Раздался скрежет ключа, и в проём дверей выглянул Погодин.

— Ты одна? — спросил он.

Аллочка легонько толкнула Погодина в каморку, и он отступил на шаг назад. Она вошла вслед за ним в небольшую комнату без окон с письменным столом и большой длинной кроватью.

— Нет. Я взяла пару подружек, чтобы нам с тобой было веселей.

Аллочка закрыла за собой двери и кинула разрисованную папку на табуретку, стоящую в углу. Погодин грустно посмотрел на то, как обращаются с его творениями и спросил:

— Ну как, прочитала? Интересно хоть было?

— Петенька, не все сразу, — расстегнула она верхние пуговицы белого халата.

— Ох! Опять наше общение начинается с секса, — мучительно вздохнул Погодин. — А поговорить?

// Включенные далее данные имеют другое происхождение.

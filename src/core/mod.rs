pub mod classify;
pub mod download;
pub mod engine;
pub mod inserter;
pub mod walker;

pub use crate::domain::model::{CommentTable, ErrorPolicy, Outcome, Report, Snippet};
pub use crate::domain::ports::{ConfigProvider, Storage};
pub use crate::utils::error::Result;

— Нет, дорогой, со мной этот номер не пройдёт! — прошептала возбуждающим голосом Аллочка.

11

Груша и Василий зашли в столовую — просторную комнату, в которой в два ряда стояли столы. Один ряд располагался у окна, другой — у стены. Несколько столов было занято обедающими больными.

Ребята стали с подносами в очередь возле раздаточного окошка. Груша косо посмотрел на Федора Ивановича, который весело, с хохотом, рассказывал что-то женщине, сидящей напротив него.